Art en grève se proposait d’expliquer cette situation par le statut spécifique des artistes qui les empêche de se définir comme des productrices et de défendre efficacement leurs droits. Avant toute chose, il fallait donc populariser une façon de se désigner qui avait déjà été employée dans le monde anglo-saxon mais dont l’usage n’était pas courant en France. Les collectifs à l’origine de l’appel ont ainsi cherché à diluer la figure de l’artiste dans le grand ensemble des « travailleuses de l’art » qui englobe « toute personne exerçant une activité dans ce champ ». Sur ce plan au moins, la lutte a porté ses fruits puisque l’expression est désormais en circulation dans la plupart des organisations politiques et syndicales de transformation sociale.

Cette appellation, assurément polysémique, devait encore trouver un débouché dans l’action.

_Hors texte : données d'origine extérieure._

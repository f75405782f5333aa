//! Defines the core runtime `Config` struct and its defaults.
//! Submodules handle loading and building.

pub(crate) mod builder;
pub(crate) mod file;

pub use builder::ConfigBuilder;
pub use file::ConfigFile;

use std::time::Duration;

/// Default location of the ListWise API.
pub const DEFAULT_API_BASE_URL: &str = "https://api.listwisehq.com";

/// Runtime configuration settings used by the deep-clean client.
#[derive(Debug, Clone)]
pub struct Config {
    /// Key identifying the caller to the API. Calls fail with
    /// [`ClientError::MissingApiKey`](crate::ClientError::MissingApiKey)
    /// while this is unset.
    pub api_key: Option<String>,
    /// Base URL the deep-clean endpoint path is joined to.
    pub api_base_url: String,

    pub request_timeout: Duration,
    pub user_agent: String,

    /// Path of the TOML file this configuration was loaded from, if any.
    pub loaded_config_path: Option<String>,
}

impl Config {
    fn build_default() -> Self {
        Config {
            api_key: None,
            api_base_url: DEFAULT_API_BASE_URL.to_string(),
            request_timeout: Duration::from_secs(10),
            user_agent: format!("listwise/{}", env!("CARGO_PKG_VERSION")),
            loaded_config_path: None,
        }
    }
}

impl Default for Config {
    fn default() -> Self {
        Config::build_default()
    }
}
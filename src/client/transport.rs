//! HTTP transport seam for the deep-clean client.

use async_trait::async_trait;
use url::Url;

use crate::core::config::Config;
use crate::core::error::Result;

/// Fetches a URL and returns the complete response body.
///
/// The client talks to the network exclusively through this trait, enabling
/// pluggable backends (real HTTP in production, canned or counting stubs in
/// tests).
#[async_trait]
pub trait Transport: Send + Sync {
    async fn fetch(&self, url: &Url) -> Result<String>;
}

/// Production transport backed by a shared `reqwest` client.
#[derive(Debug, Clone)]
pub struct HttpTransport {
    http: reqwest::Client,
}

impl HttpTransport {
    /// Builds a transport using the network settings from `config`.
    pub fn new(config: &Config) -> Result<Self> {
        let http = reqwest::Client::builder()
            .timeout(config.request_timeout)
            .user_agent(config.user_agent.clone())
            .build()?;
        Ok(Self { http })
    }
}

#[async_trait]
impl Transport for HttpTransport {
    async fn fetch(&self, url: &Url) -> Result<String> {
        let response = self.http.get(url.clone()).send().await?;
        let body = response.error_for_status()?.text().await?;
        tracing::debug!("deep clean response: {}", body);
        Ok(body)
    }
}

La chose était loin d’être entendue pour le sous-ensemble des artistes, symbole du rejet du travail, dont la modeste énergie militante était plutôt tournée vers le code de la propriété intellectuelle. Art en grève devait donc donner une assise matérielle à la catégorie de travailleuse de l’art en appelant toutes les professionnelles du secteur à rejoindre les salarié·es dans la défense d’une institution interprofessionnelle de socialisation du salaire. Quoique d’aspect technique, ce point était au cœur de la stratégie du mouvement puisqu’il permettait d’expérimenter un postulat (« nous sommes toutes des travailleuses ») à la faveur d’une lutte fédératrice. En même temps, l’appel incitait les créatrices à « faire reconnaître [leurs] activités comme productrices de valeur économique ». C’est là sans doute que se sont manifestées les premières contradictions d’une initiative dont le but implicite était de poser l’horizon d’un « au-delà de l’emploi » via le droit politique au salaire[20]. Nous reviendrons sur ce point.

Car en effet, Art en grève appelait moins à lutter pour une bonne rémunération des activités artistiques qu’à s’engager aux côtés des différentes composantes du salariat pour bloquer une réforme qui prévoyait de supprimer le droit au salaire des retraité·es. Son appel visait à convaincre les professionnelles des arts graphiques et plastiques qu’elles avaient « les mêmes intérêts que l’ensemble des travailleur·ses ». Cette affirmation valait également pour les créatrices qui sont en partie intégrées aux institutions du salariat.

Bien entendu, elles ne sont jamais payées en salaire, sauf cas exceptionnels. La structure de leurs revenus repose sur trois piliers :

1° Les droits d’auteur sur l’exploitation des œuvres reproductibles. La propriété littéraire et artistique fait de l’œuvre un patrimoine, acquis par un travail non quantifiable, qui produit une rente proportionnelle à son succès commercial.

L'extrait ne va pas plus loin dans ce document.